Every time an exhibit house chooses to bid on a project, it's playing Russian Roulette with its budget.
Four months ago, I issued the 2017 RFI/RFP Survey to obtain some insight into requests for information (RFIs) and requests for proposal (RFPs). While the results of that survey published in last month's issue, there's one stat that's still keeping me up at night: Only 5 percent of exhibit managers routinely issue RFIs before they issue an RFP.
When I queried exhibitors regarding their rationale for skipping that all-important step, most fell into one of two camps. They either felt issuing an RFI would take too much time, delaying the debut of their shiny new booths, or they wanted to see the renderings created by all competing firms before eliminating any potential new partners. But eschewing an RFI will cost you in the end.
The point of issuing an RFI is to eliminate firms that lack the necessary expertise or don't offer the services required. Rather than stringing along a company that can't deliver what you need, an RFI culls the herd, allowing you to move forward with only the prospects capable of meeting those requirements. As a result, you can focus your time on firms with the potential to become long-term partners, invest more effort into briefing them during the RFP process, or invite them to present their proposals in person so you can actually meet the individuals with whom you may end up working.
Furthermore, the results of our survey indicate that the average cost of responding to a typical RFP for an exhibit worth at least $100,000 is $6,404. If, for example, you send an RFP to six different companies, you've generated nearly $40,000 worth of investment into your project – but only one of the responding firms will ever see a return. And while most custom houses understand that expense is just the cost of doing business, it also inflates your cost of doing business.

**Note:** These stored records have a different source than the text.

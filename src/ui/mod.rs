/// Rendering layer: every function here draws from `DashboardState` and
/// only mutates it through its methods.
pub mod panels;
pub mod plot;
pub mod table;
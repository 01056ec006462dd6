use serde::Deserialize;

use crate::error::{DashboardError, Result};

use super::{shap, Attribution, Classifier};

/// LightGBM treats magnitudes below this as zero for `missing_type: Zero`.
const ZERO_THRESHOLD: f64 = 1e-35;

// ---------------------------------------------------------------------------
// On-disk layout: LightGBM `Booster.dump_model()` JSON
// ---------------------------------------------------------------------------

#[derive(Debug, Deserialize)]
struct DumpedModel {
    num_class: usize,
    #[serde(default = "one")]
    num_tree_per_iteration: usize,
    max_feature_idx: usize,
    objective: String,
    #[serde(default)]
    average_output: bool,
    #[serde(default)]
    feature_names: Vec<String>,
    tree_info: Vec<DumpedTree>,
}

fn one() -> usize {
    1
}

#[derive(Debug, Deserialize)]
struct DumpedTree {
    tree_structure: DumpedNode,
}

#[derive(Debug, Deserialize)]
#[serde(untagged)]
enum DumpedNode {
    Split(DumpedSplit),
    Leaf(DumpedLeaf),
}

#[derive(Debug, Deserialize)]
struct DumpedSplit {
    split_feature: usize,
    threshold: DumpedThreshold,
    decision_type: String,
    #[serde(default)]
    default_left: bool,
    #[serde(default)]
    missing_type: MissingType,
    #[serde(default)]
    internal_count: f64,
    left_child: Box<DumpedNode>,
    right_child: Box<DumpedNode>,
}

#[derive(Debug, Deserialize)]
#[serde(untagged)]
enum DumpedThreshold {
    Numeric(f64),
    Categories(String),
}

#[derive(Debug, Deserialize)]
struct DumpedLeaf {
    leaf_value: f64,
    #[serde(default)]
    leaf_count: f64,
}

// ---------------------------------------------------------------------------
// In-memory trees
// ---------------------------------------------------------------------------

/// How a split treats missing values.
#[derive(Debug, Clone, Copy, Default, PartialEq, Eq, Deserialize)]
pub enum MissingType {
    /// NaN is read as 0.0.
    #[default]
    None,
    /// Zero (and NaN) take the default branch.
    Zero,
    /// NaN takes the default branch.
    NaN,
}

#[derive(Debug, Clone, PartialEq)]
pub enum SplitRule {
    /// `x <= threshold` goes left.
    Numeric(f64),
    /// `x` in the category list goes left.
    Categorical(Vec<i64>),
}

#[derive(Debug, Clone, PartialEq)]
pub enum Node {
    Split {
        feature: usize,
        rule: SplitRule,
        default_left: bool,
        missing: MissingType,
        /// Training rows that reached this node.
        count: f64,
        left: Box<Node>,
        right: Box<Node>,
    },
    Leaf {
        value: f64,
        count: f64,
    },
}

impl Node {
    /// Number of training rows behind this node (the TreeSHAP cover).
    pub fn count(&self) -> f64 {
        match self {
            Node::Split { count, .. } | Node::Leaf { count, .. } => *count,
        }
    }

    /// Whether `x` follows the left branch of this split.
    pub fn goes_left(
        rule: &SplitRule,
        default_left: bool,
        missing: MissingType,
        value: f64,
    ) -> bool {
        match rule {
            SplitRule::Numeric(threshold) => {
                let nan = value.is_nan();
                if (missing == MissingType::Zero && (nan || value.abs() <= ZERO_THRESHOLD))
                    || (missing == MissingType::NaN && nan)
                {
                    return default_left;
                }
                let value = if nan { 0.0 } else { value };
                value <= *threshold
            }
            SplitRule::Categorical(categories) => {
                if value.is_nan() && missing == MissingType::NaN {
                    return false;
                }
                let value = if value.is_nan() { 0.0 } else { value };
                if value < 0.0 {
                    return false;
                }
                categories.contains(&(value as i64))
            }
        }
    }

    fn leaf_value(&self, x: &[f64]) -> f64 {
        let mut node = self;
        loop {
            match node {
                Node::Leaf { value, .. } => return *value,
                Node::Split {
                    feature,
                    rule,
                    default_left,
                    missing,
                    left,
                    right,
                    ..
                } => {
                    node = if Self::goes_left(rule, *default_left, *missing, x[*feature]) {
                        left.as_ref()
                    } else {
                        right.as_ref()
                    };
                }
            }
        }
    }
}

// ---------------------------------------------------------------------------
// GbdtModel – binary gradient-boosted trees
// ---------------------------------------------------------------------------

/// A binary LightGBM ensemble: raw score is the sum of leaf values, the
/// probability of default is `sigmoid(k * raw)`.
#[derive(Debug, Clone, PartialEq)]
pub struct GbdtModel {
    trees: Vec<Node>,
    num_features: usize,
    sigmoid: f64,
    average_output: bool,
    feature_names: Vec<String>,
}

impl GbdtModel {
    /// Parse a LightGBM JSON dump of a binary model.
    pub fn from_json(bytes: &[u8]) -> Result<Self> {
        let dumped: DumpedModel = serde_json::from_slice(bytes)
            .map_err(|e| DashboardError::Deserialization(e.to_string()))?;

        if dumped.num_class != 1 || dumped.num_tree_per_iteration != 1 {
            return Err(DashboardError::Deserialization(format!(
                "expected a binary model, got num_class={}",
                dumped.num_class
            )));
        }
        let sigmoid = parse_objective(&dumped.objective)?;
        let num_features = dumped.max_feature_idx + 1;

        let trees = dumped
            .tree_info
            .into_iter()
            .map(|t| convert(t.tree_structure, num_features))
            .collect::<Result<Vec<_>>>()?;

        Ok(GbdtModel {
            trees,
            num_features,
            sigmoid,
            average_output: dumped.average_output,
            feature_names: dumped.feature_names,
        })
    }

    pub fn trees(&self) -> &[Node] {
        &self.trees
    }

    /// Scale applied to the summed tree outputs (random-forest mode averages).
    pub(crate) fn output_scale(&self) -> f64 {
        if self.average_output && !self.trees.is_empty() {
            1.0 / self.trees.len() as f64
        } else {
            1.0
        }
    }

    pub(crate) fn check_len(&self, features: &[f64]) -> Result<()> {
        if features.len() != self.num_features {
            return Err(DashboardError::invalid(format!(
                "model expects {} features, got {}",
                self.num_features,
                features.len()
            )));
        }
        Ok(())
    }

    /// Log-odds output for one feature vector.
    pub fn raw_score(&self, features: &[f64]) -> Result<f64> {
        self.check_len(features)?;
        let sum: f64 = self.trees.iter().map(|t| t.leaf_value(features)).sum();
        Ok(sum * self.output_scale())
    }

    /// Map a raw score to the probability of the positive class.
    pub fn probability(&self, raw: f64) -> f64 {
        1.0 / (1.0 + (-self.sigmoid * raw).exp())
    }
}

impl Classifier for GbdtModel {
    fn num_features(&self) -> usize {
        self.num_features
    }

    fn feature_names(&self) -> &[String] {
        &self.feature_names
    }

    fn predict_proba(&self, features: &[f64]) -> Result<[f64; 2]> {
        let p = self.probability(self.raw_score(features)?);
        Ok([1.0 - p, p])
    }

    fn explain(&self, features: &[f64]) -> Option<Result<Attribution>> {
        Some(shap::tree_shap(self, features))
    }
}

/// `"binary sigmoid:1"` → 1.0
fn parse_objective(objective: &str) -> Result<f64> {
    let mut parts = objective.split_whitespace();
    if parts.next() != Some("binary") {
        return Err(DashboardError::Deserialization(format!(
            "unsupported objective '{objective}'"
        )));
    }
    for part in parts {
        if let Some(k) = part.strip_prefix("sigmoid:") {
            return k
                .parse::<f64>()
                .ok()
                .filter(|k| k.is_finite() && *k > 0.0)
                .ok_or_else(|| {
                    DashboardError::Deserialization(format!("bad sigmoid in '{objective}'"))
                });
        }
    }
    Ok(1.0)
}

fn convert(node: DumpedNode, num_features: usize) -> Result<Node> {
    match node {
        DumpedNode::Leaf(leaf) => Ok(Node::Leaf {
            value: leaf.leaf_value,
            count: leaf.leaf_count,
        }),
        DumpedNode::Split(split) => {
            if split.split_feature >= num_features {
                return Err(DashboardError::Deserialization(format!(
                    "split on feature {} but the model has {num_features}",
                    split.split_feature
                )));
            }
            let rule = match (split.decision_type.as_str(), split.threshold) {
                ("<=", DumpedThreshold::Numeric(t)) => SplitRule::Numeric(t),
                ("==", DumpedThreshold::Categories(list)) => {
                    SplitRule::Categorical(parse_categories(&list)?)
                }
                ("==", DumpedThreshold::Numeric(t)) if t.fract() == 0.0 => {
                    SplitRule::Categorical(vec![t as i64])
                }
                (other, _) => {
                    return Err(DashboardError::Deserialization(format!(
                        "unsupported decision_type '{other}'"
                    )))
                }
            };
            Ok(Node::Split {
                feature: split.split_feature,
                rule,
                default_left: split.default_left,
                missing: split.missing_type,
                count: split.internal_count,
                left: Box::new(convert(*split.left_child, num_features)?),
                right: Box::new(convert(*split.right_child, num_features)?),
            })
        }
    }
}

fn parse_categories(list: &str) -> Result<Vec<i64>> {
    list.split("||")
        .map(|c| {
            c.trim().parse::<i64>().map_err(|_| {
                DashboardError::Deserialization(format!("bad category '{c}' in '{list}'"))
            })
        })
        .collect()
}

#[cfg(test)]
pub(crate) mod tests {
    use super::*;

    /// Two trees over three features; counts make TreeSHAP well defined.
    pub(crate) const TWO_TREES: &str = r#"{
        "name": "tree", "version": "v3", "num_class": 1, "num_tree_per_iteration": 1,
        "label_index": 0, "max_feature_idx": 2, "objective": "binary sigmoid:1",
        "average_output": false, "feature_names": ["income", "children", "ratio"],
        "tree_info": [
            {"tree_index": 0, "num_leaves": 3, "shrinkage": 1,
             "tree_structure": {
                "split_index": 0, "split_feature": 0, "threshold": 30000.0,
                "decision_type": "<=", "default_left": true, "missing_type": "NaN",
                "internal_value": 0, "internal_count": 100,
                "left_child": {"leaf_index": 0, "leaf_value": 0.8, "leaf_count": 40},
                "right_child": {
                    "split_index": 1, "split_feature": 1, "threshold": 1.5,
                    "decision_type": "<=", "default_left": false, "missing_type": "None",
                    "internal_count": 60,
                    "left_child": {"leaf_index": 1, "leaf_value": -0.5, "leaf_count": 45},
                    "right_child": {"leaf_index": 2, "leaf_value": 0.3, "leaf_count": 15}
                }
             }},
            {"tree_index": 1, "num_leaves": 2, "shrinkage": 0.1,
             "tree_structure": {
                "split_index": 0, "split_feature": 2, "threshold": "1||3",
                "decision_type": "==", "default_left": false, "missing_type": "NaN",
                "internal_count": 100,
                "left_child": {"leaf_index": 0, "leaf_value": 0.2, "leaf_count": 25},
                "right_child": {"leaf_index": 1, "leaf_value": -0.1, "leaf_count": 75}
             }}
        ]
    }"#;

    pub(crate) fn two_trees() -> GbdtModel {
        GbdtModel::from_json(TWO_TREES.as_bytes()).unwrap()
    }

    fn close(a: f64, b: f64) -> bool {
        (a - b).abs() < 1e-12
    }

    #[test]
    fn raw_score_follows_thresholds() {
        let m = two_trees();
        assert_eq!(m.num_features(), 3);
        assert!(close(m.raw_score(&[20000.0, 0.0, 3.0]).unwrap(), 0.8 + 0.2));
        assert!(close(m.raw_score(&[50000.0, 1.0, 2.0]).unwrap(), -0.5 - 0.1));
        assert!(close(m.raw_score(&[50000.0, 2.0, 1.0]).unwrap(), 0.3 + 0.2));
    }

    #[test]
    fn missing_values_take_configured_branches() {
        let m = two_trees();
        // NaN income takes default_left; NaN children (missing_type None) reads as 0.
        assert!(close(m.raw_score(&[f64::NAN, 5.0, f64::NAN]).unwrap(), 0.8 - 0.1));
        assert!(close(m.raw_score(&[40000.0, f64::NAN, 0.0]).unwrap(), -0.5 - 0.1));
    }

    #[test]
    fn probability_is_sigmoid_of_raw_score() {
        let m = two_trees();
        let x = [20000.0, 0.0, 3.0];
        let [p0, p1] = m.predict_proba(&x).unwrap();
        assert!(close(p1, 1.0 / (1.0 + (-1.0f64).exp())));
        assert!(close(p0 + p1, 1.0));
    }

    #[test]
    fn wrong_feature_count_is_rejected() {
        let m = two_trees();
        assert!(matches!(
            m.predict_proba(&[1.0, 2.0]),
            Err(DashboardError::InvalidArgument(_))
        ));
    }

    #[test]
    fn reloading_same_bytes_gives_same_model() {
        assert_eq!(two_trees(), two_trees());
    }

    #[test]
    fn single_leaf_tree_is_accepted() {
        let json = r#"{"num_class": 1, "max_feature_idx": 0, "objective": "binary sigmoid:2",
                       "tree_info": [{"tree_structure": {"leaf_value": 0.25}}]}"#;
        let m = GbdtModel::from_json(json.as_bytes()).unwrap();
        let [_, p] = m.predict_proba(&[123.0]).unwrap();
        assert!(close(p, 1.0 / (1.0 + (-0.5f64).exp())));
    }

    #[test]
    fn corrupt_or_incompatible_models_fail_to_deserialize() {
        let cases = [
            "not json at all",
            r#"{"num_class": 3, "max_feature_idx": 0, "objective": "multiclass num_class:3", "tree_info": []}"#,
            r#"{"num_class": 1, "max_feature_idx": 0, "objective": "regression", "tree_info": []}"#,
            r#"{"num_class": 1, "max_feature_idx": 0, "objective": "binary sigmoid:1",
                "tree_info": [{"tree_structure": {"split_feature": 4, "threshold": 1.0,
                    "decision_type": "<=", "left_child": {"leaf_value": 0}, "right_child": {"leaf_value": 1}}}]}"#,
        ];
        for json in cases {
            assert!(
                matches!(GbdtModel::from_json(json.as_bytes()), Err(DashboardError::Deserialization(_))),
                "accepted: {json}"
            );
        }
    }
}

Every time an exhibit house chooses to bid on a project, it's playing Russian Roulette with its budget, especially considering 13 percent of RFPs are issued by companies that have no plans to replace their incumbent partner but need a minimum number of bidders to satisfy corporate policies. Just a dozen or so non-winning bids quickly adds up to $100,000 in wasted capital. And while you might think those costs are magically absorbed by the bidding firms, there's no such thing as a free lunch.
If an exhibit house wins, say, two out of every 10 RFPs it respond to, those two new clients end up footing the bill for the more than $50,000 spent on developing proposals for the eight exhibitors who chose other firms. Bottom line: You're paying more than you need to because too many exhibitors are issuing RFPs without the intent to purchase – and inviting too many competitors in the first place.
Don't get me wrong. I'm the king of shopping around, and I wouldn't expect anything less from an exhibit-marketing professional. So what's the solution? How can we keep exhibit-house margins under control while still engaging in a rigorous selection process that allows evaluation of a number of prospective partners?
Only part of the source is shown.